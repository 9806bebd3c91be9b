//! The `agent-browser` CLI: locating it, describing command outcomes and
//! replaying a test's steps.

use std::path::{Path, PathBuf};
use std::process::{Command, Stdio};

use serde::{Deserialize, Serialize};

use crate::error::{AgelumError, Result};
use crate::settings::UserSettings;
use crate::testing::scenario::{browser_args, TestStep};
use crate::testing::store as test_store;

pub const BROWSER_BIN: &str = "agent-browser";

/// Checked after PATH, for installs a GUI-launched server does not see.
const FALLBACK_DIRS: &[&str] = &["/opt/homebrew/bin", "/usr/local/bin"];
const HOME_FALLBACK_DIRS: &[&str] = &[".local/bin", ".bun/bin"];

/// Resolve the binary from settings, PATH, then well-known install dirs.
pub fn resolve(settings: &UserSettings) -> Result<PathBuf> {
    resolve_with(
        settings.agent_browser_path.as_deref(),
        which::which(BROWSER_BIN).ok(),
        home::home_dir().as_deref(),
    )
}

pub fn resolve_with(
    configured: Option<&Path>,
    on_path: Option<PathBuf>,
    home: Option<&Path>,
) -> Result<PathBuf> {
    if let Some(p) = configured.filter(|p| p.is_file()) {
        return Ok(p.to_path_buf());
    }
    if let Some(p) = on_path {
        return Ok(p);
    }
    let home_dirs = home
        .into_iter()
        .flat_map(|h| HOME_FALLBACK_DIRS.iter().map(move |d| h.join(d)));
    let fixed = FALLBACK_DIRS.iter().map(PathBuf::from);
    home_dirs
        .chain(fixed)
        .map(|d| d.join(BROWSER_BIN))
        .find(|p| p.is_file())
        .ok_or(AgelumError::BrowserToolMissing)
}

/// Result of one `agent-browser` invocation as reported to callers.
#[derive(Debug, Clone, PartialEq, Eq, Serialize, Deserialize)]
#[serde(rename_all = "camelCase")]
pub struct CommandOutcome {
    pub success: bool,
    pub output: String,
    #[serde(default, skip_serializing_if = "Option::is_none")]
    pub error: Option<String>,
    pub exit_code: i32,
}

impl CommandOutcome {
    /// `code` is `None` when the process died from a signal.
    pub fn from_exit(code: Option<i32>, stdout: String, stderr: String) -> Self {
        let exit_code = code.unwrap_or(-1);
        let success = exit_code == 0;
        Self {
            success,
            output: stdout,
            error: (!success).then_some(stderr),
            exit_code,
        }
    }

    pub fn timed_out(output: String, secs: u64) -> Self {
        Self {
            success: false,
            output,
            error: Some(format!("Command timed out after {secs} seconds")),
            exit_code: -1,
        }
    }

    pub fn spawn_failed(err: impl std::fmt::Display) -> Self {
        Self {
            success: false,
            output: String::new(),
            error: Some(err.to_string()),
            exit_code: -1,
        }
    }
}

/// Run one command to completion, capturing its output.
pub fn execute(exe: &Path, args: &[String]) -> CommandOutcome {
    tracing::debug!(exe = %exe.display(), ?args, "running agent-browser");
    match Command::new(exe).args(args).stdin(Stdio::null()).output() {
        Ok(out) => CommandOutcome::from_exit(
            out.status.code(),
            String::from_utf8_lossy(&out.stdout).into_owned(),
            String::from_utf8_lossy(&out.stderr).into_owned(),
        ),
        Err(e) => CommandOutcome::spawn_failed(e),
    }
}

/// Run with the terminal attached and return the exit code.
pub fn passthrough(exe: &Path, args: &[String]) -> Result<i32> {
    let status = Command::new(exe).args(args).status()?;
    Ok(status.code().unwrap_or(-1))
}

/// A step as it will be replayed. `args` is `None` for steps that need a
/// model and are skipped.
#[derive(Debug, Clone, PartialEq, Serialize)]
pub struct PlannedStep {
    pub index: usize,
    pub action: &'static str,
    pub name: Option<String>,
    pub args: Option<Vec<String>>,
}

pub fn plan(steps: &[TestStep]) -> Vec<PlannedStep> {
    steps
        .iter()
        .enumerate()
        .map(|(index, step)| PlannedStep {
            index,
            action: step.action.name(),
            name: step.meta.name.clone(),
            args: browser_args(step),
        })
        .collect()
}

#[derive(Debug, Clone, Default, PartialEq, Serialize)]
#[serde(rename_all = "camelCase")]
pub struct NavigateSummary {
    pub executed: usize,
    pub skipped: usize,
    /// Index of the step that failed; replay stops there.
    pub failed_at: Option<usize>,
}

/// Replay the stored steps of `test_id` through `exe`, stopping at the first
/// failing command. `on_step` sees each step with its outcome (`None` when
/// skipped).
pub fn navigate(
    exe: &Path,
    root: &Path,
    test_id: &str,
    mut on_step: impl FnMut(&PlannedStep, Option<&CommandOutcome>),
) -> Result<NavigateSummary> {
    let steps = test_store::steps(root, test_id)?;
    let mut summary = NavigateSummary::default();
    for planned in plan(&steps) {
        let Some(args) = &planned.args else {
            tracing::info!(index = planned.index, action = planned.action, "skipping step without command");
            summary.skipped += 1;
            on_step(&planned, None);
            continue;
        };
        let outcome = execute(exe, args);
        summary.executed += 1;
        on_step(&planned, Some(&outcome));
        if !outcome.success {
            summary.failed_at = Some(planned.index);
            break;
        }
    }
    Ok(summary)
}

// ---------------------------------------------------------------------------
// Tests
// ---------------------------------------------------------------------------
use std::path::PathBuf;

use agelum_core::settings::{apply_project_config, ProjectConfig, SettingsStore, UserSettings};
use serde::Serialize;
use tokio::sync::broadcast;

use crate::error::AppError;
use crate::process::ProcessManager;

/// What a mutation touched, so subscribers refetch only that view.
#[derive(Debug, Clone, Copy, PartialEq, Eq, Serialize)]
#[serde(rename_all = "snake_case")]
pub enum Topic {
    Items,
    Files,
    Tests,
    App,
    Settings,
    /// Anything may have changed; refetch everything.
    All,
}

/// Shared application state passed to all route handlers.
#[derive(Clone)]
pub struct AppState {
    pub settings: SettingsStore,
    /// Project used when a request names no `repo`.
    pub default_root: Option<PathBuf>,
    pub processes: ProcessManager,
    pub event_tx: broadcast::Sender<Topic>,
    /// Gemini API base URL; replaced in tests.
    pub google_base_url: Option<String>,
}

impl AppState {
    pub fn new(settings: SettingsStore, default_root: Option<PathBuf>) -> Self {
        let (tx, _) = broadcast::channel(64);
        Self {
            settings,
            default_root,
            processes: ProcessManager::new(),
            event_tx: tx,
            google_base_url: None,
        }
    }

    /// Tell SSE subscribers which part of the workspace changed.
    pub fn notify(&self, topic: Topic) {
        let _ = self.event_tx.send(topic);
    }

    pub fn load_settings(&self) -> Result<UserSettings, AppError> {
        Ok(self.settings.load()?)
    }

    pub fn project(&self, repo: &str) -> Result<ProjectConfig, AppError> {
        Ok(self.settings.resolve_project(repo)?)
    }

    /// Directory of `repo`, or the default project when `repo` is absent.
    pub fn repo_root(&self, repo: Option<&str>) -> Result<PathBuf, AppError> {
        match repo.map(str::trim).filter(|r| !r.is_empty()) {
            Some(name) => Ok(self.project(name)?.path),
            None => self
                .default_root
                .clone()
                .ok_or_else(|| AppError::bad_request("Repository is required")),
        }
    }

    /// Project config for `repo`; without one, a config synthesised for the
    /// default root from its `.agelum/config.json` and `package.json`.
    pub fn target_project(&self, repo: Option<&str>) -> Result<ProjectConfig, AppError> {
        if let Some(name) = repo.map(str::trim).filter(|r| !r.is_empty()) {
            return self.project(name);
        }
        let path = self.repo_root(None)?;
        let name = path
            .file_name()
            .map(|n| n.to_string_lossy().into_owned())
            .unwrap_or_else(|| "default".to_string());
        let mut project = ProjectConfig {
            id: name.clone(),
            name,
            path,
            ..ProjectConfig::default()
        };
        apply_project_config(&mut project);
        Ok(project)
    }
}

#[cfg(test)]
mod tests {
    use super::*;

    #[test]
    fn missing_repo_without_default_is_bad_request() {
        let dir = tempfile::TempDir::new().unwrap();
        let state = AppState::new(SettingsStore::new(dir.path()), None);
        assert!(state.repo_root(None).is_err());
        assert!(state.repo_root(Some("  ")).is_err());
    }

    #[test]
    fn missing_repo_falls_back_to_default_root() {
        let dir = tempfile::TempDir::new().unwrap();
        let state = AppState::new(
            SettingsStore::new(dir.path()),
            Some(PathBuf::from("/srv/app")),
        );
        assert_eq!(state.repo_root(None).unwrap(), PathBuf::from("/srv/app"));
    }
}
use crate::error::Result;
use std::io::Write;
use std::path::Path;
use tempfile::NamedTempFile;

/// Atomically write `data` to `path` using a tempfile in the same directory.
/// Prevents partial writes from corrupting item and test files.
pub fn atomic_write(path: &Path, data: &[u8]) -> Result<()> {
    if let Some(parent) = path.parent() {
        std::fs::create_dir_all(parent)?;
    }
    let dir = path.parent().unwrap_or(Path::new("."));
    let mut tmp = NamedTempFile::new_in(dir)?;
    tmp.write_all(data)?;
    tmp.persist(path).map_err(|e| e.error)?;
    Ok(())
}

/// Create a directory and all parents, idempotent.
pub fn ensure_dir(path: &Path) -> Result<()> {
    std::fs::create_dir_all(path)?;
    Ok(())
}

/// Write pretty JSON atomically.
pub fn write_json<T: serde::Serialize>(path: &Path, value: &T) -> Result<()> {
    let data = serde_json::to_string_pretty(value)?;
    atomic_write(path, data.as_bytes())
}

/// Move a file, creating the destination's parent directory first.
pub fn move_file(from: &Path, to: &Path) -> Result<()> {
    if let Some(parent) = to.parent() {
        std::fs::create_dir_all(parent)?;
    }
    std::fs::rename(from, to)?;
    Ok(())
}

/// Remove `dir` and any empty ancestors up to (not including) `stop`.
pub fn prune_empty_dirs(dir: &Path, stop: &Path) -> Result<()> {
    let mut current = dir.to_path_buf();
    while current.starts_with(stop) && current != stop {
        let is_empty = match std::fs::read_dir(&current) {
            Ok(mut entries) => entries.next().is_none(),
            Err(_) => break,
        };
        if !is_empty {
            break;
        }
        std::fs::remove_dir(&current)?;
        match current.parent() {
            Some(p) => current = p.to_path_buf(),
            None => break,
        }
    }
    Ok(())
}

◆ ◆ ◆ ◆

● Your instructions
Copy whichever lines in the listing above hold "usize".

● Result
    pub index: usize,
    pub executed: usize,
    pub skipped: usize,
    pub failed_at: Option<usize>,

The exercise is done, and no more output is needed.